# **Exploring Sentence Transformer Library**

In [3]:
%%capture
!pip install sentence_transformers==0.4.0

In [4]:
from sentence_transformers import SentenceTransformer

In [5]:
model = SentenceTransformer('bert-base-nli-mean-tokens')

100%|██████████| 405M/405M [00:46<00:00, 8.74MB/s]
Some weights of the model checkpoint at /root/.cache/torch/sentence_transformers/sbert.net_models_bert-base-nli-mean-tokens/0_BERT were not used when initializing BertModel: ['classifier.bias', 'classifier.weight']
- This IS expected if you are initializing BertModel from the checkpoint of a model trained on another task or with another architecture (e.g. initializing a BertForSequenceClassification model from a BertForPreTraining model).
- This IS NOT expected if you are initializing BertModel from the checkpoint of a model that you expect to be exactly identical (initializing a BertForSequenceClassification model from a BertForSequenceClassification model).


In [6]:
sentence = 'dallas is a beautiful city'

In [7]:
sentence_represententation = model.encode(sentence)

In [8]:
print(sentence_represententation.shape)

(768,)


# **Computing Sentence Similarity**

In [9]:
import scipy

In [10]:
from sentence_transformers import util

In [11]:
model = SentenceTransformer('bert-base-nli-mean-tokens')
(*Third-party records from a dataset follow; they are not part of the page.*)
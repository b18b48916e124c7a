//! Configuration loading from disk and environment.

use std::fs;
use std::path::Path;

use crate::config::schema::ServiceConfig;
use crate::config::validation::{validate_config, ValidationError};

/// Environment variable overriding the listener port.
pub const ENV_PORT: &str = "AUTH_API_PORT";
/// Environment variable overriding the users API base URL.
pub const ENV_USERS_API_ADDRESS: &str = "USERS_API_ADDRESS";
/// Environment variable overriding the JWT secret.
pub const ENV_JWT_SECRET: &str = "JWT_SECRET";

/// Error type for configuration loading.
#[derive(Debug)]
pub enum ConfigError {
    Io(std::io::Error),
    Parse(toml::de::Error),
    Validation(Vec<ValidationError>),
}

impl std::fmt::Display for ConfigError {
    fn fmt(&self, f: &mut std::fmt::Formatter<'_>) -> std::fmt::Result {
        match self {
            ConfigError::Io(e) => write!(f, "IO error: {}", e),
            ConfigError::Parse(e) => write!(f, "Parse error: {}", e),
            ConfigError::Validation(errors) => {
                write!(f, "Validation failed: ")?;
                for (i, err) in errors.iter().enumerate() {
                    if i > 0 { write!(f, ", ")?; }
                    write!(f, "{}", err)?;
                }
                Ok(())
            }
        }
    }
}

impl std::error::Error for ConfigError {}

/// Load configuration from an optional TOML file, apply environment
/// overrides, then validate.
pub fn load_config(path: Option<&Path>) -> Result<ServiceConfig, ConfigError> {
    let mut config = match path {
        Some(path) => parse_config(&fs::read_to_string(path).map_err(ConfigError::Io)?)?,
        None => ServiceConfig::default(),
    };

    apply_env_overrides(&mut config, |key| std::env::var(key).ok());

    validate_config(&config).map_err(ConfigError::Validation)?;

    Ok(config)
}

/// Parse a TOML document without validating it.
pub fn parse_config(content: &str) -> Result<ServiceConfig, ConfigError> {
    toml::from_str(content).map_err(ConfigError::Parse)
}

/// Overlay deployment-provided values on top of the file configuration.
pub fn apply_env_overrides<F>(config: &mut ServiceConfig, lookup: F)
where
    F: Fn(&str) -> Option<String>,
{
    if let Some(port) = lookup(ENV_PORT) {
        let host = config
            .listener
            .bind_address
            .rsplit_once(':')
            .map(|(host, _)| host)
            .unwrap_or("0.0.0.0");
        config.listener.bind_address = format!("{}:{}", host, port);
    }

    if let Some(address) = lookup(ENV_USERS_API_ADDRESS) {
        config.users_api.base_url = address;
    }

    if let Some(secret) = lookup(ENV_JWT_SECRET) {
        config.jwt.secret = secret;
    }
}
//! End-to-end login behaviour against a mock users API.

use std::sync::atomic::{AtomicU32, Ordering};
use std::sync::{Arc, Mutex};
use std::time::{Duration, Instant};

use jsonwebtoken::{decode, Algorithm, DecodingKey, Validation};

use auth_service::auth::LoginError;
use auth_service::resilience::{CircuitState, RequestContext};
use auth_service::users_api::token::ProfileClaims;
use auth_service::users_api::{Identity, TokenMinter};

mod common;

fn admin() -> Identity {
    Identity {
        username: "admin".into(),
        first_name: "Admin".into(),
        last_name: "User".into(),
        role: "admin".into(),
    }
}

/// Mock that answers 200 with the admin profile and counts calls.
async fn counting_users_api() -> (std::net::SocketAddr, Arc<AtomicU32>) {
    let calls = Arc::new(AtomicU32::new(0));
    let counter = calls.clone();
    let addr = common::start_users_api(move |_| {
        let counter = counter.clone();
        async move {
            counter.fetch_add(1, Ordering::SeqCst);
            (200, common::ADMIN_PROFILE.to_string())
        }
    })
    .await;
    (addr, calls)
}

#[tokio::test]
async fn test_valid_credentials_return_profile() {
    let requests = Arc::new(Mutex::new(Vec::new()));
    let seen = requests.clone();
    let addr = common::start_users_api(move |req| {
        seen.lock().unwrap().push(req);
        async { (200, common::ADMIN_PROFILE.to_string()) }
    })
    .await;
    let service = common::login_service(addr, common::fast_breaker());

    let identity = service
        .login(&RequestContext::new(), "admin", "admin")
        .await
        .expect("login should succeed");
    assert_eq!(identity, admin());

    let requests = requests.lock().unwrap();
    assert_eq!(requests.len(), 1);
    assert_eq!(requests[0].path(), "/users/admin");

    let auth = requests[0].header("authorization").expect("bearer token sent");
    let token = auth.strip_prefix("Bearer ").expect("bearer scheme");
    let claims = decode::<ProfileClaims>(
        token,
        &DecodingKey::from_secret(common::SECRET.as_bytes()),
        &Validation::new(Algorithm::HS256),
    )
    .unwrap()
    .claims;
    assert_eq!(claims.username, "admin");
    assert_eq!(claims.scope, "read");
}

#[tokio::test]
async fn test_wrong_secret_still_fetches_profile() {
    let (addr, calls) = counting_users_api().await;
    let service = common::login_service(addr, common::fast_breaker());

    let result = service.login(&RequestContext::new(), "admin", "wrong").await;
    assert_eq!(result, Err(LoginError::WrongCredentials));
    assert_eq!(calls.load(Ordering::SeqCst), 1, "fetch precedes the credential check");
}

#[tokio::test]
async fn test_unknown_users_never_authenticate() {
    let (addr, _) = counting_users_api().await;
    let service = common::login_service(addr, common::fast_breaker());
    let ctx = RequestContext::new();

    for (username, secret) in [
        ("mallory", "admin"),
        ("mallory", ""),
        ("", "admin_admin"),
        ("admin_admin", ""),
        ("johnd", "ddd"),
    ] {
        let result = service.login(&ctx, username, secret).await;
        assert_eq!(
            result,
            Err(LoginError::WrongCredentials),
            "{username:?}/{secret:?} must be rejected"
        );
    }
}

#[tokio::test]
async fn test_repeated_logins_are_identical() {
    let (addr, calls) = counting_users_api().await;
    let service = common::login_service(addr, common::fast_breaker());
    let ctx = RequestContext::new();

    let first = service.login(&ctx, "admin", "admin").await.unwrap();
    let second = service.login(&ctx, "admin", "admin").await.unwrap();
    assert_eq!(first, second);
    assert_eq!(calls.load(Ordering::SeqCst), 2, "every login fetches a fresh profile");
}

#[tokio::test]
async fn test_upstream_errors_trip_breaker() {
    let calls = Arc::new(AtomicU32::new(0));
    let counter = calls.clone();
    let addr = common::start_users_api(move |_| {
        let counter = counter.clone();
        async move {
            let n = counter.fetch_add(1, Ordering::SeqCst);
            if n < 2 {
                (200, common::ADMIN_PROFILE.to_string())
            } else {
                (500, "database down".to_string())
            }
        }
    })
    .await;
    let service = common::login_service(addr, common::fast_breaker());
    let ctx = RequestContext::new();

    assert!(service.login(&ctx, "admin", "admin").await.is_ok());
    assert!(service.login(&ctx, "admin", "admin").await.is_ok());
    for _ in 0..3 {
        assert_eq!(
            service.login(&ctx, "admin", "admin").await,
            Err(LoginError::ServiceUnavailable)
        );
    }
    assert_eq!(service.breaker().state(), CircuitState::Open);

    assert_eq!(
        service.login(&ctx, "admin", "admin").await,
        Err(LoginError::ServiceUnavailable)
    );
    assert_eq!(calls.load(Ordering::SeqCst), 5, "open breaker makes no network call");
}

#[tokio::test]
async fn test_open_breaker_denies_every_login_until_cool_down() {
    let healthy = Arc::new(std::sync::atomic::AtomicBool::new(false));
    let flag = healthy.clone();
    let addr = common::start_users_api(move |_| {
        let flag = flag.clone();
        async move {
            if flag.load(Ordering::SeqCst) {
                (200, common::ADMIN_PROFILE.to_string())
            } else {
                (503, "unavailable".to_string())
            }
        }
    })
    .await;
    let service = common::login_service(addr, common::fast_breaker());
    let ctx = RequestContext::new();

    for _ in 0..5 {
        let _ = service.login(&ctx, "admin", "admin").await;
    }
    assert_eq!(service.breaker().state(), CircuitState::Open);

    healthy.store(true, Ordering::SeqCst);
    for (user, secret) in [("admin", "admin"), ("admin", "wrong"), ("mallory", "x")] {
        assert_eq!(
            service.login(&ctx, user, secret).await,
            Err(LoginError::ServiceUnavailable)
        );
    }

    tokio::time::sleep(Duration::from_millis(400)).await;

    for _ in 0..3 {
        assert_eq!(service.login(&ctx, "admin", "admin").await, Ok(admin()));
    }
    assert_eq!(service.breaker().state(), CircuitState::Closed);
}

#[tokio::test]
async fn test_failed_probe_reopens() {
    let (addr, calls) = {
        let calls = Arc::new(AtomicU32::new(0));
        let counter = calls.clone();
        let addr = common::start_users_api(move |_| {
            let counter = counter.clone();
            async move {
                counter.fetch_add(1, Ordering::SeqCst);
                (500, "still down".to_string())
            }
        })
        .await;
        (addr, calls)
    };
    let service = common::login_service(addr, common::fast_breaker());
    let ctx = RequestContext::new();

    for _ in 0..5 {
        let _ = service.login(&ctx, "admin", "admin").await;
    }
    tokio::time::sleep(Duration::from_millis(400)).await;

    assert_eq!(
        service.login(&ctx, "admin", "admin").await,
        Err(LoginError::ServiceUnavailable)
    );
    assert_eq!(calls.load(Ordering::SeqCst), 6, "one probe reached the users API");
    assert_eq!(service.breaker().state(), CircuitState::Open);

    let _ = service.login(&ctx, "admin", "admin").await;
    assert_eq!(calls.load(Ordering::SeqCst), 6, "cool-down restarted");
}

#[tokio::test]
async fn test_malformed_profile_is_unavailable() {
    let addr = common::start_fixed_users_api(200, "<html>not json</html>").await;
    let service = common::login_service(addr, common::fast_breaker());

    let result = service.login(&RequestContext::new(), "admin", "admin").await;
    assert_eq!(result, Err(LoginError::ServiceUnavailable));
    assert_eq!(service.breaker().counts().total_failures, 1);
}

#[tokio::test]
async fn test_partial_profile_still_logs_in() {
    let addr = common::start_fixed_users_api(
        200,
        r#"{"username":"janed","firstname":"Jane","lastname":null}"#,
    )
    .await;
    let service = common::login_service(addr, common::fast_breaker());

    let identity = service
        .login(&RequestContext::new(), "janed", "ddd")
        .await
        .unwrap();
    assert_eq!(identity.first_name, "Jane");
    assert_eq!(identity.last_name, "");
    assert_eq!(service.breaker().counts().total_failures, 0);
}

#[tokio::test]
async fn test_unreachable_users_api_is_unavailable() {
    let listener = std::net::TcpListener::bind("127.0.0.1:0").unwrap();
    let addr = listener.local_addr().unwrap();
    drop(listener);
    let service = common::login_service(addr, common::fast_breaker());

    let result = service.login(&RequestContext::new(), "admin", "admin").await;
    assert_eq!(result, Err(LoginError::ServiceUnavailable));
}

#[tokio::test]
async fn test_cancellation_interrupts_fetch() {
    let addr = common::start_users_api(|_| async {
        tokio::time::sleep(Duration::from_secs(5)).await;
        (200, common::ADMIN_PROFILE.to_string())
    })
    .await;
    let service = common::login_service(addr, common::fast_breaker());

    let ctx = RequestContext::new();
    let canceller = ctx.clone();
    tokio::spawn(async move {
        tokio::time::sleep(Duration::from_millis(100)).await;
        canceller.cancel();
    });

    let started = Instant::now();
    let result = service.login(&ctx, "admin", "admin").await;
    assert_eq!(result, Err(LoginError::ServiceUnavailable));
    assert!(started.elapsed() < Duration::from_secs(2));
    assert_eq!(service.breaker().counts().total_failures, 1);
}

#[tokio::test]
async fn test_deadline_interrupts_fetch() {
    let addr = common::start_users_api(|_| async {
        tokio::time::sleep(Duration::from_secs(5)).await;
        (200, common::ADMIN_PROFILE.to_string())
    })
    .await;
    let service = common::login_service(addr, common::fast_breaker());

    let started = Instant::now();
    let ctx = RequestContext::with_timeout(Duration::from_millis(100));
    let result = service.login(&ctx, "admin", "admin").await;
    assert_eq!(result, Err(LoginError::ServiceUnavailable));
    assert!(started.elapsed() < Duration::from_secs(2));
}

#[tokio::test]
async fn test_signing_failures_count_toward_breaker() {
    let (addr, calls) = counting_users_api().await;
    let broken = TokenMinter::new("", Duration::from_secs(60), Duration::from_secs(60));
    let service = common::login_service_with_minter(addr, common::fast_breaker(), broken);
    let ctx = RequestContext::new();

    for _ in 0..5 {
        assert_eq!(
            service.login(&ctx, "admin", "admin").await,
            Err(LoginError::ServiceUnavailable)
        );
    }
    assert_eq!(service.breaker().state(), CircuitState::Open);
    assert_eq!(calls.load(Ordering::SeqCst), 0);
}

#[tokio::test]
async fn test_concurrent_logins_share_breaker() {
    let addr = common::start_fixed_users_api(500, "down").await;
    let service = Arc::new(common::login_service(addr, common::fast_breaker()));

    let mut tasks = Vec::new();
    for _ in 0..10 {
        let service = service.clone();
        tasks.push(tokio::spawn(async move {
            service.login(&RequestContext::new(), "admin", "admin").await
        }));
    }
    for task in tasks {
        assert_eq!(task.await.unwrap(), Err(LoginError::ServiceUnavailable));
    }

    assert_eq!(service.breaker().state(), CircuitState::Open);
}
//! Circuit breaker state and rolling counters.
//!
//! # States
//! - Closed: normal operation, calls pass through
//! - Open: dependency assumed down, calls fail fast
//! - HalfOpen: a bounded number of probes test whether it recovered
//!
//! # State Transitions
//! ```text
//! Closed → Open: requests >= min_requests && failures / requests >= failure_ratio
//! Open → HalfOpen: first call attempt after the cool-down
//! HalfOpen → Closed: consecutive probe successes reach the probe limit
//! HalfOpen → Open: any probe fails
//! ```

use serde::Serialize;
use std::fmt;

/// Breaker state.
#[derive(Debug, Clone, Copy, PartialEq, Eq, Hash, Serialize)]
#[serde(rename_all = "kebab-case")]
pub enum CircuitState {
    Closed,
    Open,
    HalfOpen,
}

impl CircuitState {
    /// Numeric encoding used for the state gauge (0=closed, 1=half-open, 2=open).
    pub fn as_gauge(self) -> f64 {
        match self {
            CircuitState::Closed => 0.0,
            CircuitState::HalfOpen => 1.0,
            CircuitState::Open => 2.0,
        }
    }

    pub fn as_str(self) -> &'static str {
        match self {
            CircuitState::Closed => "closed",
            CircuitState::Open => "open",
            CircuitState::HalfOpen => "half-open",
        }
    }
}

impl fmt::Display for CircuitState {
    fn fmt(&self, f: &mut fmt::Formatter<'_>) -> fmt::Result {
        f.write_str(self.as_str())
    }
}

/// Outcome counters for the current breaker generation.
///
/// `requests` is bumped when a call is admitted, the other counters when its
/// outcome is recorded, so `total_successes + total_failures <= requests` holds
/// at all times.
#[derive(Debug, Clone, Copy, Default, PartialEq, Eq)]
pub struct Counts {
    pub requests: u32,
    pub total_successes: u32,
    pub total_failures: u32,
    pub consecutive_successes: u32,
    pub consecutive_failures: u32,
}

impl Counts {
    pub(crate) fn on_request(&mut self) {
        self.requests = self.requests.saturating_add(1);
    }

    pub(crate) fn on_success(&mut self) {
        self.total_successes = self.total_successes.saturating_add(1);
        self.consecutive_successes = self.consecutive_successes.saturating_add(1);
        self.consecutive_failures = 0;
    }

    pub(crate) fn on_failure(&mut self) {
        self.total_failures = self.total_failures.saturating_add(1);
        self.consecutive_failures = self.consecutive_failures.saturating_add(1);
        self.consecutive_successes = 0;
    }

    pub(crate) fn clear(&mut self) {
        *self = Counts::default();
    }

    /// Fraction of admitted requests that failed. Zero when nothing was admitted.
    pub fn failure_ratio(&self) -> f64 {
        if self.requests == 0 {
            return 0.0;
        }
        f64::from(self.total_failures) / f64::from(self.requests)
    }
}
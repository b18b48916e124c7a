//! Circuit breaker state change notifications.

use crate::resilience::state::CircuitState;

/// Observer of breaker transitions.
///
/// Called after the breaker lock is released, once per transition.
pub trait StateListener: Send + Sync {
    fn on_state_change(&self, breaker: &str, from: CircuitState, to: CircuitState);
}

/// Logs every transition through `tracing`.
///
/// Opening the breaker means every login is denied until the users API
/// recovers, so that transition is reported as a security event.
#[derive(Debug, Default, Clone, Copy)]
pub struct TracingListener;

impl StateListener for TracingListener {
    fn on_state_change(&self, breaker: &str, from: CircuitState, to: CircuitState) {
        tracing::info!(breaker, %from, %to, "Circuit breaker state changed");

        match to {
            CircuitState::Open => {
                tracing::warn!(
                    target: "security",
                    breaker,
                    "Circuit breaker OPEN: all logins are denied until the users API recovers"
                );
            }
            CircuitState::Closed => {
                tracing::info!(
                    target: "security",
                    breaker,
                    "Circuit breaker CLOSED: normal logins restored"
                );
            }
            CircuitState::HalfOpen => {}
        }
    }
}
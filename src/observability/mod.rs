//! Observability subsystem.
//!
//! # Data Flow
//! ```text
//! All subsystems produce:
//!     → logging.rs (structured log events, `security` target for alerts)
//!     → metrics.rs (counters, gauges, histograms)
//!
//! Consumers:
//!     → Log aggregation (stdout)
//!     → Metrics endpoint (Prometheus scrape)
//! ```
//!
//! # Design Decisions
//! - Structured logging with `tracing`
//! - Request ID flows from the HTTP layer into every log line via spans
//! - Metrics are cheap (atomic increments)

pub mod logging;
pub mod metrics;
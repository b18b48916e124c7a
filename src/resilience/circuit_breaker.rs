//! Circuit breaker guarding calls to the users API.
//!
//! # Design Decisions
//! - One breaker per dependency, shared by all concurrent logins
//! - Fail fast in Open state (the wrapped operation is never invoked)
//! - Bounded probes in HalfOpen, further callers are rejected
//! - The lock covers bookkeeping only, never the awaited operation
//! - Each transition or window reset starts a new generation; outcomes from an
//!   older generation are dropped
//! - A call abandoned mid-flight is recorded as a failure

use std::future::Future;
use std::sync::{Arc, Mutex, MutexGuard, PoisonError};
use std::time::Duration;

use thiserror::Error;
use tokio::time::Instant;

use crate::config::CircuitBreakerConfig;
use crate::observability::metrics;
use crate::resilience::listener::StateListener;
use crate::resilience::state::{CircuitState, Counts};

/// Tuning for a [`CircuitBreaker`].
#[derive(Debug, Clone)]
pub struct BreakerSettings {
    /// Breaker identity used in notifications and metrics.
    pub name: String,
    /// Probe calls admitted per HalfOpen period, and the success streak
    /// needed to close again.
    pub max_half_open_requests: u32,
    /// Closed-state counters are reset when no call was admitted for this
    /// long. Zero disables the reset.
    pub interval: Duration,
    /// Cool-down spent in Open before probing.
    pub open_timeout: Duration,
    /// Minimum admitted requests before the failure ratio is evaluated.
    pub min_requests: u32,
    /// Failure ratio at or above which the breaker trips.
    pub failure_ratio: f64,
}

impl BreakerSettings {
    fn ready_to_trip(&self, counts: &Counts) -> bool {
        counts.requests >= self.min_requests && counts.failure_ratio() >= self.failure_ratio
    }
}

impl Default for BreakerSettings {
    fn default() -> Self {
        Self::from(&CircuitBreakerConfig::default())
    }
}

impl From<&CircuitBreakerConfig> for BreakerSettings {
    fn from(config: &CircuitBreakerConfig) -> Self {
        Self {
            name: config.name.clone(),
            max_half_open_requests: config.max_half_open_requests.max(1),
            interval: Duration::from_secs(config.interval_secs),
            open_timeout: Duration::from_secs(config.open_timeout_secs),
            min_requests: config.min_requests,
            failure_ratio: config.failure_ratio,
        }
    }
}

/// Result of a guarded call.
#[derive(Debug, Error)]
pub enum BreakerError<E> {
    /// Rejected without invoking the operation.
    #[error("circuit breaker is open")]
    Open,

    /// Rejected because the HalfOpen probe limit is in use.
    #[error("too many requests while circuit breaker is half-open")]
    TooManyRequests,

    /// The operation ran and failed.
    #[error("{0}")]
    Inner(E),
}

impl<E> BreakerError<E> {
    /// True when the call was turned away by the breaker itself.
    pub fn is_rejection(&self) -> bool {
        !matches!(self, BreakerError::Inner(_))
    }
}

#[derive(Debug, Clone, Copy)]
struct Transition {
    from: CircuitState,
    to: CircuitState,
}

#[derive(Debug)]
struct Inner {
    state: CircuitState,
    generation: u64,
    counts: Counts,
    /// Open: end of the cool-down. Closed: end of the idle window.
    expiry: Option<Instant>,
}

impl Inner {
    fn new() -> Self {
        Self {
            state: CircuitState::Closed,
            generation: 0,
            counts: Counts::default(),
            expiry: None,
        }
    }

    /// Apply time-driven changes before admitting a call.
    fn refresh(&mut self, settings: &BreakerSettings, now: Instant) -> Option<Transition> {
        let expired = self.expiry.is_some_and(|expiry| expiry <= now);
        match self.state {
            CircuitState::Closed if expired => {
                self.new_generation(settings, now);
                None
            }
            CircuitState::Open if expired => self.set_state(CircuitState::HalfOpen, settings, now),
            _ => None,
        }
    }

    fn set_state(
        &mut self,
        to: CircuitState,
        settings: &BreakerSettings,
        now: Instant,
    ) -> Option<Transition> {
        if self.state == to {
            return None;
        }
        let from = self.state;
        self.state = to;
        self.new_generation(settings, now);
        Some(Transition { from, to })
    }

    fn new_generation(&mut self, settings: &BreakerSettings, now: Instant) {
        self.generation = self.generation.wrapping_add(1);
        self.counts.clear();
        self.expiry = match self.state {
            CircuitState::Open => now.checked_add(settings.open_timeout),
            CircuitState::Closed | CircuitState::HalfOpen => None,
        };
    }

    fn on_success(&mut self, settings: &BreakerSettings, now: Instant) -> Option<Transition> {
        match self.state {
            CircuitState::Closed => {
                self.counts.on_success();
                None
            }
            CircuitState::HalfOpen => {
                self.counts.on_success();
                if self.counts.consecutive_successes >= settings.max_half_open_requests {
                    self.set_state(CircuitState::Closed, settings, now)
                } else {
                    None
                }
            }
            CircuitState::Open => None,
        }
    }

    fn on_failure(&mut self, settings: &BreakerSettings, now: Instant) -> Option<Transition> {
        match self.state {
            CircuitState::Closed => {
                self.counts.on_failure();
                if settings.ready_to_trip(&self.counts) {
                    self.set_state(CircuitState::Open, settings, now)
                } else {
                    None
                }
            }
            CircuitState::HalfOpen => self.set_state(CircuitState::Open, settings, now),
            CircuitState::Open => None,
        }
    }
}

enum Rejection {
    Open,
    TooManyRequests,
}

/// Circuit breaker state machine.
///
/// Concurrent callers share one state; updates are serialized by a mutex
/// that is never held across an `.await`.
pub struct CircuitBreaker {
    settings: BreakerSettings,
    inner: Mutex<Inner>,
    listeners: Vec<Arc<dyn StateListener>>,
}

impl CircuitBreaker {
    /// Create a breaker in the Closed state.
    pub fn new(settings: BreakerSettings) -> Self {
        metrics::record_breaker_state(&settings.name, CircuitState::Closed);
        Self {
            settings,
            inner: Mutex::new(Inner::new()),
            listeners: Vec::new(),
        }
    }

    /// Register a transition observer.
    pub fn with_listener(mut self, listener: Arc<dyn StateListener>) -> Self {
        self.listeners.push(listener);
        self
    }

    pub fn name(&self) -> &str {
        &self.settings.name
    }

    pub fn settings(&self) -> &BreakerSettings {
        &self.settings
    }

    /// Last recorded state. Read-only: an elapsed cool-down is only acted on
    /// by the next call attempt.
    pub fn state(&self) -> CircuitState {
        self.lock().state
    }

    /// Snapshot of the current generation's counters.
    pub fn counts(&self) -> Counts {
        self.lock().counts
    }

    /// Run `op` through the breaker.
    ///
    /// Rejected calls return immediately without invoking `op`. Admitted calls
    /// are awaited to completion and their outcome is recorded.
    pub async fn call<T, E, F, Fut>(&self, op: F) -> Result<T, BreakerError<E>>
    where
        F: FnOnce() -> Fut,
        Fut: Future<Output = Result<T, E>>,
    {
        let generation = match self.before_request() {
            Ok(generation) => generation,
            Err(Rejection::Open) => return Err(BreakerError::Open),
            Err(Rejection::TooManyRequests) => return Err(BreakerError::TooManyRequests),
        };

        let mut pending = PendingCall {
            breaker: self,
            generation,
            settled: false,
        };
        let result = op().await;
        pending.settle(result.is_ok());

        result.map_err(BreakerError::Inner)
    }

    fn lock(&self) -> MutexGuard<'_, Inner> {
        // No caller code runs under the lock, so a poisoned state is still consistent.
        self.inner.lock().unwrap_or_else(PoisonError::into_inner)
    }

    fn before_request(&self) -> Result<u64, Rejection> {
        let now = Instant::now();
        let (admitted, transition) = {
            let mut inner = self.lock();
            let transition = inner.refresh(&self.settings, now);

            let admitted = match inner.state {
                CircuitState::Open => Err(Rejection::Open),
                CircuitState::HalfOpen
                    if inner.counts.requests >= self.settings.max_half_open_requests =>
                {
                    Err(Rejection::TooManyRequests)
                }
                CircuitState::HalfOpen => {
                    inner.counts.on_request();
                    Ok(inner.generation)
                }
                CircuitState::Closed => {
                    inner.counts.on_request();
                    if !self.settings.interval.is_zero() {
                        inner.expiry = now.checked_add(self.settings.interval);
                    }
                    Ok(inner.generation)
                }
            };
            (admitted, transition)
        };

        self.notify(transition);
        admitted
    }

    fn after_request(&self, generation: u64, success: bool) {
        let now = Instant::now();
        let transition = {
            let mut inner = self.lock();
            if inner.generation != generation {
                return;
            }
            if success {
                inner.on_success(&self.settings, now)
            } else {
                inner.on_failure(&self.settings, now)
            }
        };

        self.notify(transition);
    }

    fn notify(&self, transition: Option<Transition>) {
        let Some(Transition { from, to }) = transition else {
            return;
        };

        metrics::record_breaker_transition(&self.settings.name, to);
        for listener in &self.listeners {
            listener.on_state_change(&self.settings.name, from, to);
        }
    }
}

impl std::fmt::Debug for CircuitBreaker {
    fn fmt(&self, f: &mut std::fmt::Formatter<'_>) -> std::fmt::Result {
        f.debug_struct("CircuitBreaker")
            .field("settings", &self.settings)
            .field("state", &self.state())
            .field("listeners", &self.listeners.len())
            .finish()
    }
}

/// Records the outcome of an admitted call, or a failure if it is dropped
/// before completing.
struct PendingCall<'a> {
    breaker: &'a CircuitBreaker,
    generation: u64,
    settled: bool,
}

impl PendingCall<'_> {
    fn settle(&mut self, success: bool) {
        self.settled = true;
        self.breaker.after_request(self.generation, success);
    }
}

impl Drop for PendingCall<'_> {
    fn drop(&mut self) {
        if !self.settled {
            self.breaker.after_request(self.generation, false);
        }
    }
}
Some weights of the model checkpoint at /root/.cache/torch/sentence_transformers/sbert.net_models_bert-base-nli-mean-tokens/0_BERT were not used when initializing BertModel: ['classifier.bias', 'classifier.weight']
- This IS expected if you are initializing BertModel from the checkpoint of a model trained on another task or with another architecture (e.g. initializing a BertForSequenceClassification model from a BertForPreTraining model).
- This IS NOT expected if you are initializing BertModel from the checkpoint of a model that you expect to be exactly identical (initializing a BertForSequenceClassification model from a BertForSequenceClassification model).


In [12]:
sentence1 = 'It was a great day' 
sentence2 = 'Today was awesome'

In [13]:
sentence1_representation = model.encode(sentence1)
sentence2_representation = model.encode(sentence2)

In [14]:
cosine_sim = util.pytorch_cos_sim(sentence1_representation, sentence2_representation)

In [15]:
print(cosine_sim)

tensor([[0.9313]])


# **Finding a Similar Sentence with BERT**

In [16]:
import numpy as np

In [17]:
master_dict = [
                'How to cancel my order?',
                'Please let me know about the cancellation policy?',
                'Do you provide refund?',
                'what is the estimated delivery date of the product?', 
                'why my order is missing?',
                'how do i report the delivery of the incorrect items?'
              ]

In [18]:
inp_question = 'When is my product getting delivered?'

In [19]:
inp_question_representation = model.encode(inp_question, convert_to_tensor=True)

In [20]:
master_dict_representation = model.encode(master_dict, convert_to_tensor=True)

In [21]:
similarity = util.pytorch_cos_sim(inp_question_representation, master_dict_representation)

In [24]:
print('The most similar question in the master dictionary to given input question is: ', master_dict[np.argmax(similarity)])

The most similar question in the master dictionary to given input question is:  what is the estimated delivery date of the product?